I had not thought about graduation at Nash Community College until I saw the article in the Rocky Mount Telegram the morning after the May 16 commencement. State Treasurer Janet Cowell gave the address.
I would like to have heard her speech. She’s the women in charge of investing my retirement money. Anything she has to say, I want to hear, especially if it concerns the health of the state employees’ retirement fund, my main source of independent income these days.
But since I retired in December, I have been almost completely out of the Nash Community College loop. Graduation, an event I attended for the 20 years that I taught there, slipped by me unnoticed. Oh well.
It’s almost scary the way I have discarded my previous life as a community college instructor. I have not returned to visit my former officemate, a fact that makes me feel a little guilty.
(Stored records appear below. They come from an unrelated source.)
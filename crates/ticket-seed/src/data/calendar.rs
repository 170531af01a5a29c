use chrono::{Datelike, NaiveDate, Weekday};
use serde::{Deserialize, Serialize};

#[derive(Clone, Copy, Debug, Eq, PartialEq, Hash)]
pub enum DayKind {
    Weekday,
    Weekend,
    SpecialDay,
}

impl DayKind {
    pub const fn as_str(self) -> &'static str {
        match self {
            Self::Weekday => "weekday",
            Self::Weekend => "weekend",
            Self::SpecialDay => "special_day",
        }
    }
}

#[derive(Clone, Copy, Debug, Eq, PartialEq)]
pub struct DayClassification {
    pub kind: DayKind,
    pub start_of_month: bool,
}

/// A fixed calendar day that recurs every year.
#[derive(Clone, Copy, Debug, Eq, PartialEq, Hash, Serialize, Deserialize)]
pub struct MonthDay {
    pub month: u32,
    pub day: u32,
}

impl MonthDay {
    pub const fn new(month: u32, day: u32) -> Self {
        Self { month, day }
    }

    pub fn matches(self, date: NaiveDate) -> bool {
        date.month() == self.month && date.day() == self.day
    }

    /// Valid when the pair exists in a leap year, so Feb 29 is accepted.
    pub fn is_valid(self) -> bool {
        NaiveDate::from_ymd_opt(2024, self.month, self.day).is_some()
    }
}

pub fn classify(date: NaiveDate, special_dates: &[MonthDay]) -> DayClassification {
    let kind = if special_dates.iter().any(|special| special.matches(date)) {
        DayKind::SpecialDay
    } else if matches!(date.weekday(), Weekday::Sat | Weekday::Sun) {
        DayKind::Weekend
    } else {
        DayKind::Weekday
    };

    DayClassification {
        kind,
        start_of_month: date.day() <= 7,
    }
}

/// Every calendar day from `start` through `end`, both included.
pub fn days_inclusive(start: NaiveDate, end: NaiveDate) -> impl Iterator<Item = NaiveDate> {
    start.iter_days().take_while(move |day| *day <= end)
}
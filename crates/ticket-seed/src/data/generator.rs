use chrono::{NaiveDate, NaiveTime};
use rand::distributions::{Distribution, WeightedIndex};
use rand::{Rng, SeedableRng};
use rand_chacha::ChaCha8Rng;
use tracing::{debug, info};

use super::calendar::{classify, days_inclusive, DayClassification, DayKind};
use super::datasets::{SyntheticEntry, TicketType};
use crate::config::{GeneratorConfig, MAX_ENTRY_ID};
use crate::error::{SeedError, SeedResult};

/// Produces ticket purchases for a date range from a validated configuration.
///
/// Sampling tables are built once in [`SyntheticEventGenerator::new`]; all
/// randomness comes from the `Rng` handed to each call.
#[derive(Debug)]
pub struct SyntheticEventGenerator<'a> {
    config: &'a GeneratorConfig,
    weekday: WeightedIndex<f64>,
    weekend: WeightedIndex<f64>,
    promotional: Vec<&'a TicketType>,
}

impl<'a> SyntheticEventGenerator<'a> {
    pub fn new(config: &'a GeneratorConfig) -> SeedResult<Self> {
        config.validate()?;
        Ok(Self {
            config,
            weekday: weighted_index(config, DayKind::Weekday)?,
            weekend: weighted_index(config, DayKind::Weekend)?,
            promotional: config.promotional_types(),
        })
    }

    pub fn config(&self) -> &GeneratorConfig {
        self.config
    }

    pub fn generate<R: Rng + ?Sized>(
        &self,
        start_date: NaiveDate,
        end_date: NaiveDate,
        rng: &mut R,
    ) -> SeedResult<Vec<SyntheticEntry>> {
        if start_date > end_date {
            return Err(SeedError::InvalidConfig(format!(
                "start date {start_date} is after end date {end_date}"
            )));
        }

        let mut entries = Vec::new();
        let mut next_id = self.config.first_id;
        let mut days = 0usize;
        for date in days_inclusive(start_date, end_date) {
            let day = self.generate_day(date, next_id, rng)?;
            next_id = next_id
                .checked_add(day.len() as u64)
                .ok_or_else(|| id_overflow(self.config.first_id))?;
            entries.extend(day);
            days += 1;
        }

        info!(
            start = %start_date,
            end = %end_date,
            days,
            entries = entries.len(),
            "generated synthetic entries"
        );
        Ok(entries)
    }

    /// Entries for a single day, numbered from `first_id`.
    pub fn generate_day<R: Rng + ?Sized>(
        &self,
        date: NaiveDate,
        first_id: u64,
        rng: &mut R,
    ) -> SeedResult<Vec<SyntheticEntry>> {
        let class = classify(date, &self.config.special_dates);
        let range = self.config.count_range(class.kind);
        let count = rng.gen_range(range.min..=range.max);
        debug!(
            %date,
            kind = class.kind.as_str(),
            start_of_month = class.start_of_month,
            count,
            "day"
        );

        let end_id = first_id
            .checked_add(u64::from(count))
            .filter(|end| *end <= MAX_ENTRY_ID + 1)
            .ok_or_else(|| id_overflow(first_id))?;

        let mut out = Vec::with_capacity(count as usize);
        for id in first_id..end_id {
            let ticket = self.pick_ticket(class, rng);
            let hours = self.config.business_hours;
            let hour = rng.gen_range(hours.start..=hours.end);
            let minute = rng.gen_range(0..=59);
            let second = rng.gen_range(0..=59);
            let time = NaiveTime::from_hms_opt(hour, minute, second).ok_or_else(|| {
                SeedError::InvalidConfig(format!("invalid time of day {hour}:{minute}:{second}"))
            })?;

            out.push(SyntheticEntry {
                id,
                entry_type: ticket.name.clone(),
                price: ticket.price,
                timestamp: date.and_time(time),
            });
        }
        Ok(out)
    }

    fn pick_ticket<R: Rng + ?Sized>(
        &self,
        class: DayClassification,
        rng: &mut R,
    ) -> &'a TicketType {
        if class.start_of_month && !self.promotional.is_empty() {
            if let Some(p) = self.config.override_probability() {
                if rng.gen::<f64>() < p {
                    return self.promotional[rng.gen_range(0..self.promotional.len())];
                }
            }
        }

        let table = match class.kind {
            DayKind::Weekday => &self.weekday,
            DayKind::Weekend | DayKind::SpecialDay => &self.weekend,
        };
        &self.config.ticket_types[table.sample(rng)]
    }
}

fn id_overflow(first_id: u64) -> SeedError {
    SeedError::InvalidConfig(format!(
        "first_id {first_id} overflows the maximum entry id {MAX_ENTRY_ID}"
    ))
}

fn weighted_index(config: &GeneratorConfig, kind: DayKind) -> SeedResult<WeightedIndex<f64>> {
    WeightedIndex::new(config.weights(kind)).map_err(|error| {
        SeedError::InvalidConfig(format!(
            "ticket_types {} weights are unusable: {error}",
            kind.as_str()
        ))
    })
}

pub fn generate<R: Rng + ?Sized>(
    start_date: NaiveDate,
    end_date: NaiveDate,
    config: &GeneratorConfig,
    rng: &mut R,
) -> SeedResult<Vec<SyntheticEntry>> {
    SyntheticEventGenerator::new(config)?.generate(start_date, end_date, rng)
}

pub fn generate_seeded(
    start_date: NaiveDate,
    end_date: NaiveDate,
    config: &GeneratorConfig,
    seed: u64,
) -> SeedResult<Vec<SyntheticEntry>> {
    let mut rng = ChaCha8Rng::seed_from_u64(seed);
    generate(start_date, end_date, config, &mut rng)
}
After all, we shared our lives five days a week for more than a decade as we roomed together in Room 4206, D Building. Somehow, though, I think it would be too sad for me to see someone new at my old desk, especially when that someone is a smart, pretty woman half my age.
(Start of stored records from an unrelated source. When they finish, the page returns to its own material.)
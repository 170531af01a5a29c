use std::fmt;
use std::path::Path;

use rusqlite::{params, params_from_iter, Connection};
use tracing::info;

use crate::data::datasets::SyntheticEntry;
use crate::error::{SeedError, SeedResult};

const CREATE_ENTRIES: &str = "CREATE TABLE IF NOT EXISTS entries (
    id INTEGER PRIMARY KEY,
    entry_type TEXT NOT NULL,
    price DECIMAL(10,2) NOT NULL,
    created_at TIMESTAMP NOT NULL
)";

/// Opens or creates the database file; `:memory:` opens a private in-memory database.
pub fn open_database(path: &Path) -> SeedResult<Connection> {
    let conn = if path.as_os_str() == ":memory:" {
        Connection::open_in_memory()?
    } else {
        Connection::open(path)?
    };
    Ok(conn)
}

/// Inserts every entry in one transaction. An id that already exists fails
/// the whole batch unless `replace` is set.
pub fn insert_entries(
    conn: &mut Connection,
    entries: &[SyntheticEntry],
    replace: bool,
) -> SeedResult<usize> {
    let tx = conn.transaction()?;
    tx.execute(CREATE_ENTRIES, [])?;
    let sql = if replace {
        "INSERT OR REPLACE INTO entries (id, entry_type, price, created_at) VALUES (?1, ?2, ?3, ?4)"
    } else {
        "INSERT INTO entries (id, entry_type, price, created_at) VALUES (?1, ?2, ?3, ?4)"
    };
    {
        let mut stmt = tx.prepare(sql)?;
        for entry in entries {
            let id = i64::try_from(entry.id).map_err(|_| {
                SeedError::InvalidArgument(format!(
                    "entry id {} does not fit in SQLite INTEGER",
                    entry.id
                ))
            })?;
            stmt.execute(params![
                id,
                entry.entry_type,
                f64::from(entry.price),
                entry.timestamp.format("%Y-%m-%d %H:%M:%S").to_string(),
            ])?;
        }
    }
    tx.commit()?;
    info!(rows = entries.len(), "inserted entries");
    Ok(entries.len())
}

#[derive(Clone, Debug, Default, Eq, PartialEq)]
pub struct ValidationReport {
    pub total: u64,
    pub by_type: Vec<(String, u64)>,
    pub by_day_type: Vec<(String, u64)>,
    pub promotional_by_week: Vec<(String, u64)>,
}

impl ValidationReport {
    pub fn count_for(rows: &[(String, u64)], label: &str) -> u64 {
        rows.iter()
            .find(|(name, _)| name == label)
            .map_or(0, |(_, count)| *count)
    }
}

impl fmt::Display for ValidationReport {
    fn fmt(&self, f: &mut fmt::Formatter<'_>) -> fmt::Result {
        writeln!(f, "Data Validation:")?;
        writeln!(f, "Total entries: {}", self.total)?;
        for (title, rows) in [
            ("Entries by type:", &self.by_type),
            ("Weekday vs Weekend distribution:", &self.by_day_type),
            ("Free/Artist ticket distribution:", &self.promotional_by_week),
        ] {
            writeln!(f)?;
            writeln!(f, "{title}")?;
            for (label, count) in rows {
                writeln!(f, "{label}: {count}")?;
            }
        }
        Ok(())
    }
}

/// Read-only aggregate checks over the `entries` table.
pub fn validation_report(
    conn: &Connection,
    promotional_types: &[&str],
) -> SeedResult<ValidationReport> {
    let total: i64 = conn.query_row("SELECT COUNT(*) FROM entries", [], |row| row.get(0))?;

    let by_type = grouped_counts(
        conn,
        "SELECT entry_type, COUNT(*) AS count
         FROM entries
         GROUP BY entry_type
         ORDER BY count DESC, entry_type ASC",
        &[],
    )?;

    let by_day_type = grouped_counts(
        conn,
        "SELECT
             CASE
                 WHEN strftime('%w', created_at) IN ('0', '6') THEN 'Weekend'
                 ELSE 'Weekday'
             END AS day_type,
             COUNT(*) AS count
         FROM entries
         GROUP BY day_type
         ORDER BY day_type",
        &[],
    )?;

    let promotional_by_week = if promotional_types.is_empty() {
        Vec::new()
    } else {
        let placeholders = vec!["?"; promotional_types.len()].join(", ");
        grouped_counts(
            conn,
            &format!(
                "SELECT
                     CASE
                         WHEN strftime('%d', created_at) <= '07' THEN 'First Week'
                         ELSE 'Rest of Month'
                     END AS week_type,
                     COUNT(*) AS count
                 FROM entries
                 WHERE entry_type IN ({placeholders})
                 GROUP BY week_type
                 ORDER BY week_type"
            ),
            promotional_types,
        )?
    };

    Ok(ValidationReport {
        total: total as u64,
        by_type,
        by_day_type,
        promotional_by_week,
    })
}

fn grouped_counts(conn: &Connection, sql: &str, args: &[&str]) -> SeedResult<Vec<(String, u64)>> {
    let mut stmt = conn.prepare(sql)?;
    let rows = stmt.query_map(params_from_iter(args.iter()), |row| {
        Ok((row.get::<_, String>(0)?, row.get::<_, i64>(1)? as u64))
    })?;
    Ok(rows.collect::<Result<Vec<_>, _>>()?)
}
Also, I’ve simply moved on. I’m busy with travel, grandchildren, cleaning out closets and painting projects. Only in my dreams do I spend much time thinking about my former days in the classroom.
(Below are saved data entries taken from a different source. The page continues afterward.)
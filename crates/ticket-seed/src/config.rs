use std::collections::HashSet;
use std::path::Path;

use serde::{Deserialize, Serialize};

use crate::data::calendar::{DayKind, MonthDay};
use crate::data::datasets::TicketType;
use crate::error::{SeedError, SeedResult};

pub const DEFAULT_START_OF_MONTH_OVERRIDE: f64 = 0.3;

/// Largest id that still fits a SQLite INTEGER.
pub const MAX_ENTRY_ID: u64 = i64::MAX as u64;

/// Inclusive `[min, max]` number of entries generated for one day.
#[derive(Clone, Copy, Debug, Eq, PartialEq, Serialize, Deserialize)]
pub struct CountRange {
    pub min: u32,
    pub max: u32,
}

impl CountRange {
    pub const fn new(min: u32, max: u32) -> Self {
        Self { min, max }
    }

    pub fn contains(self, count: usize) -> bool {
        (self.min as usize..=self.max as usize).contains(&count)
    }
}

#[derive(Clone, Copy, Debug, Eq, PartialEq, Serialize, Deserialize)]
#[serde(default, deny_unknown_fields)]
pub struct EntriesPerDay {
    pub weekday: CountRange,
    pub weekend: CountRange,
    /// Special days fall back to the weekend range when unset.
    #[serde(default, skip_serializing_if = "Option::is_none")]
    pub special: Option<CountRange>,
}

impl Default for EntriesPerDay {
    fn default() -> Self {
        Self {
            weekday: CountRange::new(8, 15),
            weekend: CountRange::new(15, 25),
            special: None,
        }
    }
}

/// Inclusive hour-of-day window used for entry timestamps.
#[derive(Clone, Copy, Debug, Eq, PartialEq, Serialize, Deserialize)]
pub struct BusinessHours {
    pub start: u32,
    pub end: u32,
}

impl BusinessHours {
    pub fn contains(self, hour: u32) -> bool {
        (self.start..=self.end).contains(&hour)
    }
}

impl Default for BusinessHours {
    fn default() -> Self {
        Self { start: 9, end: 22 }
    }
}

#[derive(Clone, Debug, PartialEq, Serialize, Deserialize)]
#[serde(default, deny_unknown_fields)]
pub struct GeneratorConfig {
    pub ticket_types: Vec<TicketType>,
    pub special_dates: Vec<MonthDay>,
    pub entries_per_day: EntriesPerDay,
    pub business_hours: BusinessHours,
    pub start_of_month_override: Option<f64>,
    #[serde(skip_serializing_if = "Option::is_none")]
    pub seed: Option<u64>,
    pub first_id: u64,
}

impl Default for GeneratorConfig {
    fn default() -> Self {
        Self {
            ticket_types: vec![
                TicketType::new("Ticket 50", 5_000, 40.0, 25.0),
                TicketType::new("Ticket 100", 10_000, 30.0, 20.0),
                TicketType::new("Ticket 150", 15_000, 20.0, 12.0),
                TicketType::new("Ticket 200", 20_000, 10.0, 8.0),
                TicketType::new("Free Ticket", 0, 0.0, 0.0),
                TicketType::new("Artist Ticket", 0, 0.0, 0.0),
            ],
            special_dates: vec![
                MonthDay::new(1, 1),
                MonthDay::new(2, 14),
                MonthDay::new(3, 17),
                MonthDay::new(7, 4),
                MonthDay::new(10, 31),
                MonthDay::new(11, 25),
                MonthDay::new(12, 24),
                MonthDay::new(12, 25),
                MonthDay::new(12, 31),
            ],
            entries_per_day: EntriesPerDay::default(),
            business_hours: BusinessHours::default(),
            start_of_month_override: Some(DEFAULT_START_OF_MONTH_OVERRIDE),
            seed: None,
            first_id: 1,
        }
    }
}

impl GeneratorConfig {
    pub fn load(path: impl AsRef<Path>) -> SeedResult<Self> {
        let path = path.as_ref();
        let bytes = std::fs::read(path)?;
        let config = serde_yaml::from_slice::<GeneratorConfig>(&bytes).map_err(|error| {
            SeedError::InvalidConfig(format!("invalid config '{}': {error}", path.display()))
        })?;
        config.validate()?;
        Ok(config)
    }

    pub fn to_yaml(&self) -> SeedResult<String> {
        serde_yaml::to_string(self)
            .map_err(|error| SeedError::InvalidConfig(format!("failed to render config: {error}")))
    }

    pub fn count_range(&self, kind: DayKind) -> CountRange {
        match kind {
            DayKind::Weekday => self.entries_per_day.weekday,
            DayKind::Weekend => self.entries_per_day.weekend,
            DayKind::SpecialDay => self
                .entries_per_day
                .special
                .unwrap_or(self.entries_per_day.weekend),
        }
    }

    /// Weights aligned with `ticket_types`. Special days sample like weekends.
    pub fn weights(&self, kind: DayKind) -> Vec<f64> {
        self.ticket_types
            .iter()
            .map(|ticket| match kind {
                DayKind::Weekday => ticket.weekday_weight,
                DayKind::Weekend | DayKind::SpecialDay => ticket.weekend_weight,
            })
            .collect()
    }

    pub fn promotional_types(&self) -> Vec<&TicketType> {
        self.ticket_types
            .iter()
            .filter(|ticket| ticket.is_promotional())
            .collect()
    }

    pub fn ticket_type(&self, name: &str) -> Option<&TicketType> {
        self.ticket_types.iter().find(|ticket| ticket.name == name)
    }

    /// Override probability, with `None` and `0.0` both meaning disabled.
    pub fn override_probability(&self) -> Option<f64> {
        self.start_of_month_override.filter(|p| *p > 0.0)
    }

    pub fn validate(&self) -> SeedResult<()> {
        if self.ticket_types.is_empty() {
            return Err(invalid("ticket_types must not be empty"));
        }

        let mut names = HashSet::new();
        for ticket in &self.ticket_types {
            if ticket.name.trim().is_empty() {
                return Err(invalid("ticket_types entries must have a non-empty name"));
            }
            if !names.insert(ticket.name.as_str()) {
                return Err(invalid(format!(
                    "ticket_types contains duplicate name '{}'",
                    ticket.name
                )));
            }
            for (label, weight) in [
                ("weekday_weight", ticket.weekday_weight),
                ("weekend_weight", ticket.weekend_weight),
            ] {
                if !weight.is_finite() || weight < 0.0 {
                    return Err(invalid(format!(
                        "ticket type '{}' has invalid {label} {weight}; \
                         weights must be non-negative",
                        ticket.name
                    )));
                }
            }
        }

        for kind in [DayKind::Weekday, DayKind::Weekend] {
            let total: f64 = self.weights(kind).iter().sum();
            if total <= 0.0 {
                return Err(invalid(format!(
                    "ticket_types {} weights sum to zero",
                    kind.as_str()
                )));
            }
        }

        for (label, range) in [
            ("weekday", Some(self.entries_per_day.weekday)),
            ("weekend", Some(self.entries_per_day.weekend)),
            ("special", self.entries_per_day.special),
        ] {
            if let Some(range) = range {
                if range.min > range.max {
                    return Err(invalid(format!(
                        "entries_per_day.{label} has min {} greater than max {}",
                        range.min, range.max
                    )));
                }
            }
        }

        let hours = self.business_hours;
        if hours.end > 23 || hours.start > hours.end {
            return Err(invalid(format!(
                "business_hours must satisfy start <= end <= 23, got {}..={}",
                hours.start, hours.end
            )));
        }

        if let Some(p) = self.start_of_month_override {
            if !(0.0..=1.0).contains(&p) {
                return Err(invalid(format!(
                    "start_of_month_override must be within [0, 1], got {p}"
                )));
            }
        }
        if self.override_probability().is_some() && self.promotional_types().is_empty() {
            return Err(invalid(
                "start_of_month_override requires at least one zero-price ticket type",
            ));
        }

        if self.first_id > MAX_ENTRY_ID {
            return Err(invalid(format!(
                "first_id {} exceeds the maximum entry id {MAX_ENTRY_ID}",
                self.first_id
            )));
        }

        if let Some(bad) = self.special_dates.iter().find(|d| !d.is_valid()) {
            return Err(invalid(format!(
                "special_dates contains invalid month/day {}/{}",
                bad.month, bad.day
            )));
        }

        Ok(())
    }
}

fn invalid(message: impl Into<String>) -> SeedError {
    SeedError::InvalidConfig(message.into())
}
I guess I’ll always have the teacher nightmares, the ones where it’s the first day of class and I’m totally unprepared. I have no syllabus or roster. I’m late, and I can’t remember which classroom I’m supposed to be teaching in.
Recently, I had another version of a teacher dream. I was in the correct classroom this time, but the students weren’t. They were hanging out in the hallway, refusing to come in the door. They weren’t angry or rebellious; they were just simply ignoring any attempt I made to get them to enter the room and sit down so that we could begin class. They were chatting among themselves and playing with their cellphones.
In this dream, I finally lashed out at them in frustration.
“The problem here is I’ve been too nice,” I scolded. “I’m giving a pop quiz in exactly two minutes and anyone who’s not in this room to take it will get a zero. In fact, every class will now begin with a test.”
I can’t recall whether these words got the students’ attention and cooperation, but I do think this dream is a sign that I retired at the right time. Students deserve someone who hasn’t used up her supply of nice ... and remembers when it’s time for graduation.